§ **What to do**
Where "bool" occurs in a line of the entries below, copy that line.

==================================================

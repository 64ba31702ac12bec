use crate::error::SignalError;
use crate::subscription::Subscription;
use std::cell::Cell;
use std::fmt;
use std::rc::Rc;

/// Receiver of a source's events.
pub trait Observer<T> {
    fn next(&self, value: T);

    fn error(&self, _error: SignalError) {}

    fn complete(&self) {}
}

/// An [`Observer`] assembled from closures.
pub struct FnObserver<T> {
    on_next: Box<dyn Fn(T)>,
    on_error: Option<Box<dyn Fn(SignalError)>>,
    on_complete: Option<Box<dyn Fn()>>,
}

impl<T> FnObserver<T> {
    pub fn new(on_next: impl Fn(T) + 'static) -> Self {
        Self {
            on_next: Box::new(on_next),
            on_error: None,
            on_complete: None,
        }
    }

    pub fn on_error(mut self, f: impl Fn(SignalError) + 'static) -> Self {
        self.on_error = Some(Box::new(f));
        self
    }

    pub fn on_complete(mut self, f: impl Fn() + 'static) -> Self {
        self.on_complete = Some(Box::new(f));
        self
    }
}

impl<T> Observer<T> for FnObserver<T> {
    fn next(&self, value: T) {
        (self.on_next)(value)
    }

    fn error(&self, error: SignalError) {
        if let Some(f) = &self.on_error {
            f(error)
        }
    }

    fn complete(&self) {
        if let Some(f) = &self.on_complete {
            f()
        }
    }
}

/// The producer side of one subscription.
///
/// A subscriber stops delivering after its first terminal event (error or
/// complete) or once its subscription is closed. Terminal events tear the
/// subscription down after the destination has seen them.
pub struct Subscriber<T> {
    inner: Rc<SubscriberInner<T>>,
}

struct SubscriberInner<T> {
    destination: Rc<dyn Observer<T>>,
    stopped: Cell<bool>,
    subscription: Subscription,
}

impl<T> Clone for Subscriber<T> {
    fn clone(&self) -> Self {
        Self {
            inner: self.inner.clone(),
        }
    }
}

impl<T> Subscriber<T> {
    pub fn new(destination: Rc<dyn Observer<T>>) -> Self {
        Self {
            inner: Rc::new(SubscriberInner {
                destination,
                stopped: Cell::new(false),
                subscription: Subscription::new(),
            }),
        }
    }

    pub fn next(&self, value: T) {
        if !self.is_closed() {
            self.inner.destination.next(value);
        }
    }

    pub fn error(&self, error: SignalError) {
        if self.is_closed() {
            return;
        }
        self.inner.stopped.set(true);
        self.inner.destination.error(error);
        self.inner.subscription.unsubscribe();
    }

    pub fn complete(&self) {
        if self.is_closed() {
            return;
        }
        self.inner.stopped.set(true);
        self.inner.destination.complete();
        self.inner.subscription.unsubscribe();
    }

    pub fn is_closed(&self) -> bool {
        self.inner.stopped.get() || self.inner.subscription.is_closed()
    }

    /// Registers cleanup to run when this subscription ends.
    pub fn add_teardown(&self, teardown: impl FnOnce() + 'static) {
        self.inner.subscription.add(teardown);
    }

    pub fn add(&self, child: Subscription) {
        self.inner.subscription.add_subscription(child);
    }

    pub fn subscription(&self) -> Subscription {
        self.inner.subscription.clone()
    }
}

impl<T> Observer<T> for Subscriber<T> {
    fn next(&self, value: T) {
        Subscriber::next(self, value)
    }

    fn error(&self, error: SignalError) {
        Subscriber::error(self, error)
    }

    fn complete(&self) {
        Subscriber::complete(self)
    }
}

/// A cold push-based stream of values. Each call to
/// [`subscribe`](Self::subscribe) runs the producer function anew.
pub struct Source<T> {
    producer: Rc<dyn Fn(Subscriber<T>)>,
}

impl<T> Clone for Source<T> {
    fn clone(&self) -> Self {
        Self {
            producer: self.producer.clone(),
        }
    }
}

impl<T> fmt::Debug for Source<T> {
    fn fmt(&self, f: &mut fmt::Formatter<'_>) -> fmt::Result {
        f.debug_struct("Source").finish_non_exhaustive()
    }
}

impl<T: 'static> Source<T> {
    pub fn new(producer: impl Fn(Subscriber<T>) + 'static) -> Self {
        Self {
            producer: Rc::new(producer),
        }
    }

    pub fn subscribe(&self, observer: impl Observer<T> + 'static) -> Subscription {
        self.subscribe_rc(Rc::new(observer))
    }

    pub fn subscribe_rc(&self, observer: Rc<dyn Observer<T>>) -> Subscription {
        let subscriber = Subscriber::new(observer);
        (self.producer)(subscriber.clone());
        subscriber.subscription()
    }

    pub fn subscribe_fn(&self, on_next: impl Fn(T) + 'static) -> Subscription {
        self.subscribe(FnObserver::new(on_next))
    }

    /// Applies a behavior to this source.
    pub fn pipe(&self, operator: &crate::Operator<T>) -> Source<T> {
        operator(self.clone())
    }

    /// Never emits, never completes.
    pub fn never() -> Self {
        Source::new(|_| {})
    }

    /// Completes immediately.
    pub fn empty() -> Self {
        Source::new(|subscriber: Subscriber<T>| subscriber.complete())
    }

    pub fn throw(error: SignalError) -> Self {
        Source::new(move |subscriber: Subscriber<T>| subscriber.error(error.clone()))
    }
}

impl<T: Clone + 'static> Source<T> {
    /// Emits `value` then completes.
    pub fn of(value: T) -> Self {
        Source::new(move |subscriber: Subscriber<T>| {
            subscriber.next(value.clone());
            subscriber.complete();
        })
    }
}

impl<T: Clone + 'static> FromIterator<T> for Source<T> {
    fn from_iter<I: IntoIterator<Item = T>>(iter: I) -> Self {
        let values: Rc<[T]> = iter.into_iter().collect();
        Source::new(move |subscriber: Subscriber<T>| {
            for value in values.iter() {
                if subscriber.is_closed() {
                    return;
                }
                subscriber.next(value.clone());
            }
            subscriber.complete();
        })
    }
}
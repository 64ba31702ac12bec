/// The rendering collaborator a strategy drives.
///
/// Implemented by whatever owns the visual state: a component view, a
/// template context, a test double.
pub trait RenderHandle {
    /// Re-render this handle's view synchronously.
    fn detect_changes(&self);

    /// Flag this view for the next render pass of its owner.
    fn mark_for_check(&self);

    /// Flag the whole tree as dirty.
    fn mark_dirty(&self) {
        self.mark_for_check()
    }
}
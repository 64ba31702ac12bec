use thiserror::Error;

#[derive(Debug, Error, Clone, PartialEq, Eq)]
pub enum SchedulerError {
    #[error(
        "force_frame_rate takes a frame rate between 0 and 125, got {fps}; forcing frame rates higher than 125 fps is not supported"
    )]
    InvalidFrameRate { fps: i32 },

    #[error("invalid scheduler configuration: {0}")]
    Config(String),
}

==================================================

§ **The completed task**
    stopped: Cell<bool>,
    pub fn is_closed(&self) -> bool {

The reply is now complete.